Haciendo recorrido a motores y tecnologías de Big Data de amplio uso, como parte de nuestro trabajo de actualización y mejora de los plugins de Faast, llegamos a Riak. Éste es un motor NoSQL que goza de cierta popularidad por su capacidad de trabajar en clusters distribuidos y es común encontrarlo en auditorías de seguridad.
Figura 1: Big Data Security Tales “Riak NoSQL Database”
Encontrar estos motores haciendo hacking con buscadores no es especialmente complejo. En primer lugar porque en buscadores como Shodan ya cuenta con su catalogación de producto, ya que es fácil localizarlo por los puertos 8087 para el protocolo de comunicación riak y el 8098 para el panel de acceso HTTP.
Figura 2: Riak NoSQL en Shodan
En la parte de acceso web, el servidor web utiliza el HTTP Header del servidor MochiWeb & WebMachine, por lo que es sencillo saber si hay muchas posibilidades o no de encontrarse con un servidor NoSQL de Riak.
Figura 3: Puerto 8098 con el servicio HTTP
Si el servicio HTTP está levantado, lo más probable es que te encuentres con un listado de ficheros en el directorio raíz, donde entre otros estará el archivo de estadísticas, con información general de todos los servidores que forman parte del cluster de Riak.
Figura 4: Contenido del servicio HTTP por el puerto 8098
No muchos de esos archivos son accesibles, y algunos son end-points de peticiones de servicio al motor NoSQL de Riak, pero entre ellos es posible que localices algún panel de adminsitración abierto al público.
Figura 5: Archivo Stats
Son muchos los que tienen el software de Riak Control o Riak Explorer publicados en la carpeta /admin, así que lo único que hay que hacer para ver si están o no publicados al exterior – que no deberían estar sin control – es buscar en esa URL.
Figura 6: Rick Control publicado al exterior de un cluster NoSQL
Con Riak Control se puede ver qué nodos forman parte del cluster y, entre otras cosas de monitorización, parar uno de ellos o hacer cambios en la configuración de cada uno de ellos.
Figura 7: Herramienta para gestionar los nodos de un cluster
Todas las cosas que se pueden hacer con Riak Control las puedes ver en este pequeño vídeo de marketing que hizo la compañía.
Figura 8: Vídeo de explicación de Riak Control
En el caso de Riak Explorer, se pueden crear configuraciones para gestionar los datos almacenados en el cluster NoSQL. Ahí tendrás listados de índices y los cubos de datos que se pueden crear ahí.
Figura 9: Riak Explorer… por HTTP
También se puede acceder a información detallada de cómo está funcionando el sistema y configurar los gráficos de control y monitorización a gusto, para tener los dashboards que se deseen con información de todos los nodos.
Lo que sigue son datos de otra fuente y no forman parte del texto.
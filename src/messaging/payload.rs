//! Message bodies for the fixed topic schema.

use serde::Serialize;

use crate::clock::Millis;
use crate::sensor::MotionEvent;
use crate::telemetry::TelemetrySnapshot;

use super::OutboundMessage;

/// Text sent on the events topic for every published motion.
pub const MOTION_MARKER: &str = "Motion Detected";
/// Text sent on the error topic when free memory is low.
pub const LOW_MEMORY_WARNING: &str = "Low memory warning";

/// Body of the motion topic.
#[derive(Debug, Clone, Serialize, PartialEq, Eq)]
pub struct MotionPayload {
    pub motion: bool,
    pub timestamp_ms: Millis,
    pub count: u64,
    pub uptime_s: u64,
}

impl From<&MotionEvent> for MotionPayload {
    fn from(ev: &MotionEvent) -> Self {
        Self {
            motion: true,
            timestamp_ms: ev.timestamp_ms,
            count: ev.count,
            uptime_s: ev.uptime_s,
        }
    }
}

/// Body of the periodic status message.
#[derive(Debug, Clone, Serialize, PartialEq, Eq)]
pub struct StatusPayload {
    pub status: &'static str,
    pub uptime_s: u64,
    pub motion_count: u64,
    pub last_motion_ms: Millis,
    pub free_heap: Option<u64>,
    pub link_rssi: Option<i32>,
}

impl StatusPayload {
    pub fn online(
        now: Millis,
        telemetry: TelemetrySnapshot,
        free_heap: Option<u64>,
        link_rssi: Option<i32>,
    ) -> Self {
        Self {
            status: "online",
            uptime_s: now / 1000,
            motion_count: telemetry.motion_count,
            last_motion_ms: telemetry.last_motion_ms,
            free_heap,
            link_rssi,
        }
    }
}

/// Body of the retained message sent once per session establishment.
#[derive(Debug, Clone, Serialize, PartialEq, Eq)]
pub struct OnlinePayload<'a> {
    pub status: &'static str,
    pub device: &'a str,
    pub timestamp: Millis,
}

fn json<T: Serialize>(topic: &str, body: &T) -> OutboundMessage {
    // Serializing these plain structs cannot fail.
    let bytes = serde_json::to_vec(body).unwrap_or_default();
    OutboundMessage::new(topic, bytes)
}

/// Motion JSON, QoS 1, not retained.
pub fn motion(topic: &str, ev: &MotionEvent) -> OutboundMessage {
    json(topic, &MotionPayload::from(ev))
}

/// Plain-text motion marker, QoS 1, not retained.
pub fn motion_marker(topic: &str) -> OutboundMessage {
    OutboundMessage::new(topic, MOTION_MARKER)
}

/// Status JSON, QoS 1, retained.
pub fn status(topic: &str, body: &StatusPayload) -> OutboundMessage {
    json(topic, body).retained()
}

/// Startup "online" JSON, QoS 1, retained.
pub fn online(topic: &str, device: &str, now: Millis) -> OutboundMessage {
    let body = OnlinePayload {
        status: "online",
        device,
        timestamp: now,
    };
    json(topic, &body).retained()
}

/// Low-memory warning text, QoS 1, not retained.
pub fn low_memory(topic: &str) -> OutboundMessage {
    OutboundMessage::new(topic, LOW_MEMORY_WARNING)
}

#[cfg(test)]
mod tests {
    use super::*;
    use crate::messaging::QoS;
    use serde_json::{Value, json as j};

    fn parse(msg: &OutboundMessage) -> Value {
        serde_json::from_slice(&msg.payload).unwrap()
    }

    #[test]
    fn motion_body() {
        let ev = MotionEvent {
            timestamp_ms: 1_200,
            count: 2,
            uptime_s: 1,
        };
        let msg = motion("motion/detected", &ev);
        assert_eq!(msg.topic, "motion/detected");
        assert!(!msg.retain);
        assert_eq!(msg.qos, QoS::AtLeastOnce);
        assert_eq!(
            parse(&msg),
            j!({"motion": true, "timestamp_ms": 1200, "count": 2, "uptime_s": 1})
        );
    }

    #[test]
    fn status_body_is_retained_and_complete() {
        let snap = TelemetrySnapshot {
            motion_count: 7,
            last_motion_ms: 42_000,
        };
        let msg = status(
            "motion/status",
            &StatusPayload::online(61_500, snap, Some(120_000), Some(-61)),
        );
        assert!(msg.retain);
        assert_eq!(
            parse(&msg),
            j!({
                "status": "online",
                "uptime_s": 61,
                "motion_count": 7,
                "last_motion_ms": 42000,
                "free_heap": 120000,
                "link_rssi": -61
            })
        );
    }

    #[test]
    fn missing_gauges_serialize_as_null() {
        let body = StatusPayload::online(0, TelemetrySnapshot::default(), None, None);
        let v = parse(&status("s", &body));
        assert!(v["free_heap"].is_null());
        assert!(v["link_rssi"].is_null());
    }

    #[test]
    fn online_and_text_bodies() {
        let msg = online("motion/status", "hall-pir", 3_000);
        assert!(msg.retain);
        assert_eq!(
            parse(&msg),
            j!({"status": "online", "device": "hall-pir", "timestamp": 3000})
        );

        assert_eq!(motion_marker("motion/events").payload_str(), MOTION_MARKER);
        let warn = low_memory("motion/error");
        assert_eq!(warn.payload_str(), LOW_MEMORY_WARNING);
        assert!(!warn.retain);
    }
}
Figura 10: Gráficos en Riak Explorer
Tener esta consola de administración de cara a Internet puede ser un peligro, ya que cualquiera puede configurarse los buckets que desee, lo que puede producir errores en el funcionamiento de aplicaciones conectadas al motor.
Figura 11: Publicar una herramienta que puede hacer acciones potencialmente peligrosas en el sistema sin control de acceso no parece lo más oportuno. Ponle un Latch!
Encontrar estas utilidades de adminsitración web publicadas a Internet debería generar una alerta de seguridad para comprobar si están protegidas de forma segura o no. Si tienes un motor Riak en algún revisa su configuración. Sí, yo tampoco he visto mucho HTTPs.